This course will start with a close reading of Agamben’s Taste and a deep dive into its many loose ends and unexplored doorways: originally written as an encyclopedia entry and then expanded into a 90-page meditation, it retains much of the allusiveness of its original form.  To Agamben’s Taste we will append significant excerpts from Pierre Bourdieu’s Distinction, where Bourdieu binds ideas of taste to theories of cultural capital and social organization, and Agamben’s later Homo Sacer, where he contemplates the intersection of the “bare life” of the human body with culture, affect, and mannerism. These texts will be supplemented with a broad reading of critical and historical works on taste, consumption, food, and eating in pre-modern European culture and literature before we turn our attention to representations of food – of gluttony and want, feasting and food production, disgust and pleasure, eucharistic consumption and cannibalism – in high medieval and early modern literature.

Reading:

– Giorgio Agamben, Taste

– Giorgio Agamben, Homo Sacer, excerpts

– Pierre Bourdieu, Distinction, excerpts

– Petronius, Satyricon

– Beowulf

– Chrétien de Troyes, Perceval (Conte du Graal)

Amis e Amilun

– William Langland, Piers Plowman, Btext, Passus V-VI, Gluttony and the Seven Deadly Sins

– Francois Rabelais, Gargantua and Pantagruel, excerpts.
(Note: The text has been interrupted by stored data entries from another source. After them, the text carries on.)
use lambda_http::http::StatusCode;
use lambda_http::{Body, Response};

use projects_core::CoreError;

use crate::response;

/// Request-level errors, each rendered as a failure envelope.
///
/// One convention throughout: 400 for malformed input, 404 for an absent
/// single resource, 500 for store failures.
#[derive(Debug)]
pub enum ApiError {
    /// Invalid project id in the path or query string.
    InvalidProjectId(String),
    /// Invalid update key in the request body.
    InvalidFieldPath(String),
    /// Request body failed to parse as the expected JSON shape.
    InvalidBody(String),
    /// Requested record does not exist.
    NotFound(String),
    /// The store call failed.
    Store(String),
}

impl ApiError {
    pub fn into_response(self) -> Response<Body> {
        let (status, message, detail) = match self {
            ApiError::InvalidProjectId(detail) => {
                (StatusCode::BAD_REQUEST, "Invalid project id.", detail)
            }
            ApiError::InvalidFieldPath(detail) => {
                (StatusCode::BAD_REQUEST, "Invalid update key.", detail)
            }
            ApiError::InvalidBody(detail) => {
                (StatusCode::BAD_REQUEST, "Invalid request body.", detail)
            }
            ApiError::NotFound(detail) => (StatusCode::NOT_FOUND, "Project not found.", detail),
            ApiError::Store(detail) => (
                StatusCode::INTERNAL_SERVER_ERROR,
                "Internal server error.",
                detail,
            ),
        };

        response::failure(status, message, detail)
    }
}

impl From<CoreError> for ApiError {
    fn from(err: CoreError) -> Self {
        match err {
            CoreError::NotFound(msg) => ApiError::NotFound(msg),
            other => {
                tracing::error!("Core error: {other}");
                ApiError::Store(other.to_string())
            }
        }
    }
}
use rand::Rng;

/// Generate a fresh project id: 12 random bytes hex-encoded to 24
/// characters. Collisions are not checked; 96 bits of entropy makes them
/// practically impossible.
pub fn generate_project_id() -> String {
    let bytes: [u8; 12] = rand::rng().random();
    bytes.iter().map(|b| format!("{b:02x}")).collect()
}

#[cfg(test)]
mod tests {
    use super::*;

    #[test]
    fn id_is_24_lowercase_hex_chars() {
        let id = generate_project_id();
        assert_eq!(id.len(), 24);
        assert!(id.chars().all(|c| c.is_ascii_hexdigit() && !c.is_ascii_uppercase()));
    }

    #[test]
    fn ids_are_distinct_across_calls() {
        let a = generate_project_id();
        let b = generate_project_id();
        assert_ne!(a, b);
    }
}
use chrono::Utc;
use lambda_http::http::StatusCode;
use lambda_http::{Body, Error, Request, RequestExt, Response};
use serde::Deserialize;
use serde_json::{Map, Value, json};

use projects_core::{FieldPath, Project, ProjectId, ProjectStore};

use crate::errors::ApiError;
use crate::ids::generate_project_id;
use crate::response;

/// A matched route. Routing is pure dispatch: no side effects, and anything
/// unmatched falls through to a 404.
#[derive(Debug, PartialEq, Eq)]
pub enum Route {
    Health,
    ListProjects,
    GetProject(String),
    CreateProject,
    UpdateProject(String),
    DeleteProject(String),
}

impl Route {
    /// Resolve method + path to a route.
    ///
    /// `explicit_id` is the id bound by the entry point (API Gateway path
    /// parameter, or the legacy `projectId` query parameter); when absent,
    /// the trailing segment of `/project/{id}` is used. A trailing segment
    /// with further slashes does not match.
    pub fn resolve(method: &str, path: &str, explicit_id: Option<&str>) -> Option<Route> {
        match (method, path) {
            ("GET", "/health") => return Some(Route::Health),
            ("GET", "/projects") => return Some(Route::ListProjects),
            ("POST", "/project") => return Some(Route::CreateProject),
            _ => {}
        }

        if path != "/project" && !path.starts_with("/project/") {
            return None;
        }

        let id = explicit_id.map(str::to_owned).or_else(|| {
            let rest = path.strip_prefix("/project/")?;
            (!rest.is_empty() && !rest.contains('/')).then(|| rest.to_owned())
        })?;

        match method {
            "GET" => Some(Route::GetProject(id)),
            "PUT" => Some(Route::UpdateProject(id)),
            "DELETE" => Some(Route::DeleteProject(id)),
            _ => None,
        }
    }
}

/// Body shape for update requests.
#[derive(Deserialize)]
struct UpdateRequest {
    #[serde(rename = "updateKey")]
    update_key: String,
    #[serde(rename = "updateValue")]
    update_value: Value,
}

/// Top-level request handler: resolve the route, run the operation, and
/// render any error as a failure envelope. Nothing escapes as a fault.
pub(crate) async fn function_handler(
    store: &ProjectStore,
    event: Request,
) -> Result<Response<Body>, Error> {
    let method = event.method().as_str().to_owned();
    let path = event.uri().path().to_owned();
    tracing::info!(%method, %path, "incoming request");

    let path_params = event.path_parameters();
    let query_params = event.query_string_parameters();
    let explicit_id = path_params
        .first("id")
        .or_else(|| query_params.first("projectId"));

    let result = match Route::resolve(&method, &path, explicit_id) {
        Some(Route::Health) => health(),
        Some(Route::ListProjects) => get_all_projects(store).await,
        Some(Route::GetProject(id)) => get_project_by_id(store, id).await,
        Some(Route::CreateProject) => create_project(store, event.body()).await,
        Some(Route::UpdateProject(id)) => update_project(store, id, event.body()).await,
        Some(Route::DeleteProject(id)) => delete_project(store, id).await,
        None => return Ok(response::empty(StatusCode::NOT_FOUND)),
    };

    Ok(result.unwrap_or_else(ApiError::into_response))
}

/// GET /health
fn health() -> Result<Response<Body>, ApiError> {
    Ok(response::success::<Value>(
        StatusCode::OK,
        "Server is Healthy",
        None,
    ))
}

/// GET /projects
///
/// Drains the whole table. An empty table is still a 200.
async fn get_all_projects(store: &ProjectStore) -> Result<Response<Body>, ApiError> {
    let projects = store.list_projects().await?;

    let message = if projects.is_empty() {
        "No projects found.".to_owned()
    } else {
        format!("Successfully fetched {} records.", projects.len())
    };

    Ok(response::success(StatusCode::OK, message, Some(projects)))
}

/// GET /project/{id}
async fn get_project_by_id(store: &ProjectStore, id: String) -> Result<Response<Body>, ApiError> {
    let id = ProjectId::new(id).map_err(|e| ApiError::InvalidProjectId(e.to_string()))?;

    match store.get_project(&id).await? {
        Some(project) => Ok(response::success(
            StatusCode::OK,
            "Successfully fetched the project.",
            Some(project),
        )),
        None => Err(ApiError::NotFound(format!("no project with id {id}"))),
    }
}

/// POST /project
///
/// The body must be a JSON object. The stored record is the caller's fields
/// stamped with a generated id and creation timestamp.
async fn create_project(store: &ProjectStore, body: &Body) -> Result<Response<Body>, ApiError> {
    let fields: Map<String, Value> =
        serde_json::from_slice(body.as_ref()).map_err(|e| ApiError::InvalidBody(e.to_string()))?;

    let project = new_project(fields);
    store.put_project(&project).await?;

    Ok(response::success(
        StatusCode::CREATED,
        "Successfully created a new project",
        Some(project),
    ))
}

/// PUT /project/{id}
///
/// Sets exactly one field to one value. Updating an absent record is a 404,
/// never an implicit create.
async fn update_project(
    store: &ProjectStore,
    id: String,
    body: &Body,
) -> Result<Response<Body>, ApiError> {
    let id = ProjectId::new(id).map_err(|e| ApiError::InvalidProjectId(e.to_string()))?;

    let request: UpdateRequest =
        serde_json::from_slice(body.as_ref()).map_err(|e| ApiError::InvalidBody(e.to_string()))?;
    let field = FieldPath::new(request.update_key)
        .map_err(|e| ApiError::InvalidFieldPath(e.to_string()))?;

    let updated = store.update_field(&id, &field, &request.update_value).await?;

    Ok(response::success(
        StatusCode::OK,
        "Successfully updated project.",
        Some(updated),
    ))
}

/// DELETE /project/{id}
///
/// Idempotent: deleting an id that no longer exists still succeeds.
async fn delete_project(store: &ProjectStore, id: String) -> Result<Response<Body>, ApiError> {
    let id = ProjectId::new(id).map_err(|e| ApiError::InvalidProjectId(e.to_string()))?;

    store.delete_project(&id).await?;

    Ok(response::success(
        StatusCode::OK,
        "Successfully deleted project.",
        Some(json!({ "id": id.to_string(), "deleted": true })),
    ))
}

/// Assemble a new record: fresh id, current timestamp, caller fields.
fn new_project(fields: Map<String, Value>) -> Project {
    Project::new(
        generate_project_id(),
        Utc::now().timestamp_millis(),
        fields,
    )
}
– John Taylor, varia, including The Great Eater– or Part of the Admirable Teeth and Stomacks         Exploits of Nicholas Woods, His Excessive Manner of Eating without Manners, in          Strange and True Manner Described.
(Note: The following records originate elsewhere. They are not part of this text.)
use std::fmt;

use serde::{Deserialize, Serialize};
use serde_json::{Map, Value};
use thiserror::Error;

// ---------------------------------------------------------------------------
// ProjectId
// ---------------------------------------------------------------------------

const MAX_ID_LENGTH: usize = 128;

/// A validated project identifier: non-empty, at most 128 characters, no
/// whitespace or control characters.
///
/// Generated ids are 24 lowercase hex characters, but lookups accept any
/// string that passes validation so records written by earlier deployments
/// stay reachable.
#[derive(Debug, Clone, PartialEq, Eq, Hash, Serialize, Deserialize)]
#[serde(try_from = "String", into = "String")]
pub struct ProjectId(String);

impl ProjectId {
    /// Create a new `ProjectId` after validation.
    pub fn new(s: impl Into<String>) -> Result<Self, ProjectIdError> {
        let s = s.into();

        if s.is_empty() {
            return Err(ProjectIdError::Empty);
        }

        if s.len() > MAX_ID_LENGTH {
            return Err(ProjectIdError::TooLong(s.len()));
        }

        if s.chars().any(|c| c.is_whitespace() || c.is_control()) {
            return Err(ProjectIdError::InvalidCharacters);
        }

        Ok(Self(s))
    }
}

impl TryFrom<String> for ProjectId {
    type Error = ProjectIdError;

    fn try_from(value: String) -> Result<Self, Self::Error> {
        Self::new(value)
    }
}

impl From<ProjectId> for String {
    fn from(id: ProjectId) -> Self {
        id.0
    }
}

impl fmt::Display for ProjectId {
    fn fmt(&self, f: &mut fmt::Formatter<'_>) -> fmt::Result {
        f.write_str(&self.0)
    }
}

impl AsRef<str> for ProjectId {
    fn as_ref(&self) -> &str {
        &self.0
    }
}

/// Errors that can occur when validating a project id.
#[derive(Debug, Clone, Error)]
pub enum ProjectIdError {
    #[error("project id must not be empty")]
    Empty,

    #[error("project id length {0} exceeds maximum of {MAX_ID_LENGTH}")]
    TooLong(usize),

    #[error("project id must not contain whitespace or control characters")]
    InvalidCharacters,
}

// ---------------------------------------------------------------------------
// FieldPath
// ---------------------------------------------------------------------------

const MAX_FIELD_LENGTH: usize = 255;

/// A validated update target: a single top-level attribute name, ASCII
/// alphanumeric or underscore, 1-255 characters.
///
/// The name is applied through an expression attribute name placeholder, so
/// DynamoDB reserved words are fine. Nested document paths are rejected, as
/// are the system-assigned `id` and `createdAt` attributes.
#[derive(Debug, Clone, PartialEq, Eq, Serialize, Deserialize)]
#[serde(try_from = "String", into = "String")]
pub struct FieldPath(String);

impl FieldPath {
    /// Create a new `FieldPath` after validation.
    pub fn new(s: impl Into<String>) -> Result<Self, FieldPathError> {
        let s = s.into();

        if s.is_empty() {
            return Err(FieldPathError::Empty);
        }

        if s.len() > MAX_FIELD_LENGTH {
            return Err(FieldPathError::TooLong(s.len()));
        }

        if !s.chars().all(|c| c.is_ascii_alphanumeric() || c == '_') {
            return Err(FieldPathError::InvalidCharacters);
        }

        if s == "id" || s == "createdAt" {
            return Err(FieldPathError::Immutable(s));
        }

        Ok(Self(s))
    }
}

impl TryFrom<String> for FieldPath {
    type Error = FieldPathError;

    fn try_from(value: String) -> Result<Self, Self::Error> {
        Self::new(value)
    }
}

impl From<FieldPath> for String {
    fn from(field: FieldPath) -> Self {
        field.0
    }
}

impl fmt::Display for FieldPath {
    fn fmt(&self, f: &mut fmt::Formatter<'_>) -> fmt::Result {
        f.write_str(&self.0)
    }
}

impl AsRef<str> for FieldPath {
    fn as_ref(&self) -> &str {
        &self.0
    }
}

/// Errors that can occur when validating an update field name.
#[derive(Debug, Clone, Error)]
pub enum FieldPathError {
    #[error("update key must not be empty")]
    Empty,

    #[error("update key length {0} exceeds maximum of {MAX_FIELD_LENGTH}")]
    TooLong(usize),

    #[error("update key must contain only ASCII letters, digits, and underscores")]
    InvalidCharacters,

    #[error("attribute `{0}` is immutable")]
    Immutable(String),
}

// ---------------------------------------------------------------------------
// Project
// ---------------------------------------------------------------------------

/// A project record stored in DynamoDB.
///
/// The stored item is a flat attribute map: the system-assigned `id` and
/// `createdAt` attributes plus whatever fields the caller supplied at
/// creation time.
#[derive(Debug, Clone, Serialize, Deserialize)]
pub struct Project {
    /// Unique identifier (validated as a ProjectId at API boundaries).
    pub id: String,

    /// Unix epoch milliseconds of creation, immutable thereafter.
    #[serde(rename = "createdAt")]
    pub created_at: i64,

    /// Caller-defined attributes, flattened into the top-level item.
    #[serde(flatten)]
    pub fields: Map<String, Value>,
}

impl Project {
    /// Assemble a record from caller-supplied fields.
    ///
    /// Any `id` or `createdAt` key in `fields` is discarded: the
    /// system-assigned values always win.
    pub fn new(id: impl Into<String>, created_at: i64, mut fields: Map<String, Value>) -> Self {
        fields.remove("id");
        fields.remove("createdAt");

        Self {
            id: id.into(),
            created_at,
            fields,
        }
    }
}

#[cfg(test)]
mod tests {
    use super::*;
    use serde_json::json;

    // -- ProjectId tests --

    #[test]
    fn valid_project_ids() {
        assert!(ProjectId::new("a1b2c3d4e5f6a7b8c9d0e1f2").is_ok());
        assert!(ProjectId::new("x").is_ok());
        assert!(ProjectId::new("legacy-id-with-dashes").is_ok());
        assert!(ProjectId::new("a".repeat(128)).is_ok());
    }

    #[test]
    fn rejects_empty_id() {
        assert!(matches!(ProjectId::new(""), Err(ProjectIdError::Empty)));
    }

    #[test]
    fn rejects_too_long_id() {
        let long = "a".repeat(129);
        assert!(matches!(ProjectId::new(long), Err(ProjectIdError::TooLong(129))));
    }

    #[test]
    fn rejects_whitespace_in_id() {
        assert!(matches!(
            ProjectId::new("abc def"),
            Err(ProjectIdError::InvalidCharacters)
        ));
        assert!(matches!(
            ProjectId::new("abc\n"),
            Err(ProjectIdError::InvalidCharacters)
        ));
    }

    #[test]
    fn id_display_and_as_ref() {
        let id = ProjectId::new("abc123").unwrap();
        assert_eq!(id.to_string(), "abc123");
        assert_eq!(id.as_ref(), "abc123");
    }

    #[test]
    fn id_roundtrip_string_conversion() {
        let id = ProjectId::new("abc123").unwrap();
        let s: String = id.clone().into();
        let back: ProjectId = s.try_into().unwrap();
        assert_eq!(id, back);
    }

    // -- FieldPath tests --

    #[test]
    fn valid_field_paths() {
        assert!(FieldPath::new("name").is_ok());
        assert!(FieldPath::new("owner_email").is_ok());
        assert!(FieldPath::new("_private").is_ok());
        assert!(FieldPath::new("tag2").is_ok());
    }

    #[test]
    fn rejects_empty_field() {
        assert!(matches!(FieldPath::new(""), Err(FieldPathError::Empty)));
    }

    #[test]
    fn rejects_too_long_field() {
        let long = "a".repeat(256);
        assert!(matches!(
            FieldPath::new(long),
            Err(FieldPathError::TooLong(256))
        ));
    }

    #[test]
    fn rejects_nested_paths_and_punctuation() {
        assert!(matches!(
            FieldPath::new("owner.email"),
            Err(FieldPathError::InvalidCharacters)
        ));
        assert!(matches!(
            FieldPath::new("tags[0]"),
            Err(FieldPathError::InvalidCharacters)
        ));
        assert!(matches!(
            FieldPath::new("a b"),
            Err(FieldPathError::InvalidCharacters)
        ));
        assert!(matches!(
            FieldPath::new("a-b"),
            Err(FieldPathError::InvalidCharacters)
        ));
    }

    #[test]
    fn rejects_immutable_attributes() {
        assert!(matches!(FieldPath::new("id"), Err(FieldPathError::Immutable(_))));
        assert!(matches!(
            FieldPath::new("createdAt"),
            Err(FieldPathError::Immutable(_))
        ));
    }

    // -- Project tests --

    fn caller_fields() -> Map<String, Value> {
        let mut fields = Map::new();
        fields.insert("name".into(), json!("Alpha"));
        fields.insert("stars".into(), json!(3));
        fields
    }

    #[test]
    fn new_keeps_caller_fields() {
        let project = Project::new("abc", 1700000000000, caller_fields());
        assert_eq!(project.id, "abc");
        assert_eq!(project.created_at, 1700000000000);
        assert_eq!(project.fields.get("name"), Some(&json!("Alpha")));
        assert_eq!(project.fields.get("stars"), Some(&json!(3)));
    }

    #[test]
    fn system_fields_take_precedence() {
        let mut fields = caller_fields();
        fields.insert("id".into(), json!("spoofed"));
        fields.insert("createdAt".into(), json!(0));

        let project = Project::new("abc", 1700000000000, fields);
        assert_eq!(project.id, "abc");
        assert_eq!(project.created_at, 1700000000000);
        assert!(!project.fields.contains_key("id"));
        assert!(!project.fields.contains_key("createdAt"));
    }

    #[test]
    fn serializes_flat_with_created_at_name() {
        let project = Project::new("abc", 42, caller_fields());
        let value = serde_json::to_value(&project).unwrap();

        assert_eq!(value["id"], json!("abc"));
        assert_eq!(value["createdAt"], json!(42));
        assert_eq!(value["name"], json!("Alpha"));
        assert_eq!(value["stars"], json!(3));
    }

    #[test]
    fn deserializes_extra_fields_into_map() {
        let project: Project = serde_json::from_value(json!({
            "id": "abc",
            "createdAt": 42,
            "name": "Alpha",
            "tags": ["rust", "aws"],
        }))
        .unwrap();

        assert_eq!(project.id, "abc");
        assert_eq!(project.created_at, 42);
        assert_eq!(project.fields.get("tags"), Some(&json!(["rust", "aws"])));
    }
}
ENG 6341:Shakespeare and War

Professor: Irene Makyryk

From the earliest comedies through the histories and tragedies to the late romances, Shakespeare’s works are peppered with references to, debates about, and representations of war. In part a reflection of England’s almost continuous military engagements in this period (in Ireland, France, the Low Countries, on the high seas, and in the “New World”), the omnipresence of war in the theatre also mirrored the early modern belief of the seriality and “normalcy” of war. It was considered a “natural” state of human affairs merely punctuated by periods of peace. 

Early modern scholar Andrew Hiscock claims that the period 1480 to 1700  -- during which England was engaged in 29 wars -- was the most bellicose age in history, matched only by the twentieth century.  At the same time, however, a flood of war pamphlets decried what was perceived as a decay in military culture and an alarming retreat from masculine values principally signaled by an increased interest in “effeminate” activities such as poetry, music, dance, and rituals of courtship. 
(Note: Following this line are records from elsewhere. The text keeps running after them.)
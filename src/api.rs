use async_trait::async_trait;
use serde::{Deserialize, Serialize};
use teloxide::prelude::*;
use teloxide::types::AllowedUpdate;
use tracing::debug;

use crate::error::{GatewayError, GatewayResult};

/// Identity of the bot account behind the token, as reported by `getMe`.
#[derive(Debug, Clone, Default)]
pub struct BotIdentity {
    pub id: u64,
    pub username: Option<String>,
    pub first_name: String,
}

/// Parameters of a `setWebhook` call.
#[derive(Debug, Clone)]
pub struct WebhookRegistration {
    pub url: String,
    pub drop_pending_updates: bool,
    pub allowed_updates: Vec<AllowedUpdate>,
}

/// Current webhook registration as seen by Telegram.
#[derive(Debug, Clone, Default, Serialize, Deserialize, PartialEq)]
pub struct WebhookSnapshot {
    #[serde(default)]
    pub url: Option<String>,
    #[serde(default)]
    pub has_custom_certificate: bool,
    #[serde(default)]
    pub pending_update_count: u32,
    #[serde(default)]
    pub last_error_date: Option<serde_json::Value>,
    #[serde(default)]
    pub last_error_message: Option<String>,
    #[serde(default)]
    pub max_connections: Option<u32>,
    #[serde(default)]
    pub allowed_updates: Option<Vec<String>>,
}

/// Outbound calls the gateway and its command handlers make to the Bot API.
#[async_trait]
pub trait BotApi: Send + Sync {
    async fn get_me(&self) -> GatewayResult<BotIdentity>;

    async fn set_webhook(&self, registration: WebhookRegistration) -> GatewayResult<()>;

    async fn get_webhook_info(&self) -> GatewayResult<WebhookSnapshot>;

    async fn delete_webhook(&self, drop_pending_updates: bool) -> GatewayResult<()>;

    async fn send_message(&self, chat_id: i64, text: String) -> GatewayResult<()>;
}

/// `BotApi` backed by a teloxide `Bot`.
pub struct TelegramApi {
    bot: Bot,
}

impl TelegramApi {
    pub fn new(token: &str) -> Self {
        Self {
            bot: Bot::new(token),
        }
    }
}

#[async_trait]
impl BotApi for TelegramApi {
    async fn get_me(&self) -> GatewayResult<BotIdentity> {
        let me = self.bot.get_me().await?;
        Ok(BotIdentity {
            id: me.user.id.0,
            username: me.user.username.clone(),
            first_name: me.user.first_name.clone(),
        })
    }

    async fn set_webhook(&self, registration: WebhookRegistration) -> GatewayResult<()> {
        let url = url::Url::parse(&registration.url)
            .map_err(|e| GatewayError::BadRequest(format!("invalid webhook url: {}", e)))?;
        self.bot
            .set_webhook(url)
            .drop_pending_updates(registration.drop_pending_updates)
            .allowed_updates(registration.allowed_updates)
            .await?;
        Ok(())
    }

    async fn get_webhook_info(&self) -> GatewayResult<WebhookSnapshot> {
        let info = self.bot.get_webhook_info().await?;
        // Round-trip through the wire format so the snapshot does not depend
        // on teloxide's field types.
        let value = serde_json::to_value(&info)
            .map_err(|e| GatewayError::UpstreamApi(format!("unreadable webhook info: {}", e)))?;
        debug!("getWebhookInfo: {}", value);
        serde_json::from_value(value)
            .map_err(|e| GatewayError::UpstreamApi(format!("unreadable webhook info: {}", e)))
    }

    async fn delete_webhook(&self, drop_pending_updates: bool) -> GatewayResult<()> {
        self.bot
            .delete_webhook()
            .drop_pending_updates(drop_pending_updates)
            .await?;
        Ok(())
    }

    async fn send_message(&self, chat_id: i64, text: String) -> GatewayResult<()> {
        self.bot.send_message(ChatId(chat_id), text).await?;
        Ok(())
    }
}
This course will study the deep engagement and the imaginative energy that war released in Shakespeare through a focus on the construction (design) of the plays.  Among the topics of close study will be the relationship between war and gender, genre, nation and national identity, and history.  In addition to examining the work of contemporary pamphleteers, we will look at some classical war theorists (e.g, Machiavelli, von Clausewitz, and Sun Tzu) and will also explore theories of the sociology and psychology of war, violence, and trauma that might be helpful in illuminating Shakespeare’s plays. 

Nota bene:  This course assumes some knowledge of Shakespeare’s plays (ideally provided by a previously taken undergraduate Shakespeare course).

Texts:

  1. Course Reader of theoretical texts available at Reprography, Unicentre;
  2. Early modern war pamphlets available online through our library website;
  3. Any good scholarly edition of Shakespeare’s works (that is, with an introduction and notes) of Henry VI (Parts I, II, III); Richard III; Henry IV (Part I); Henry V; Troilus and Cressida; Coriolanus. 

A list of recommended secondary sources will be made available On Reserve at the Morisset Library.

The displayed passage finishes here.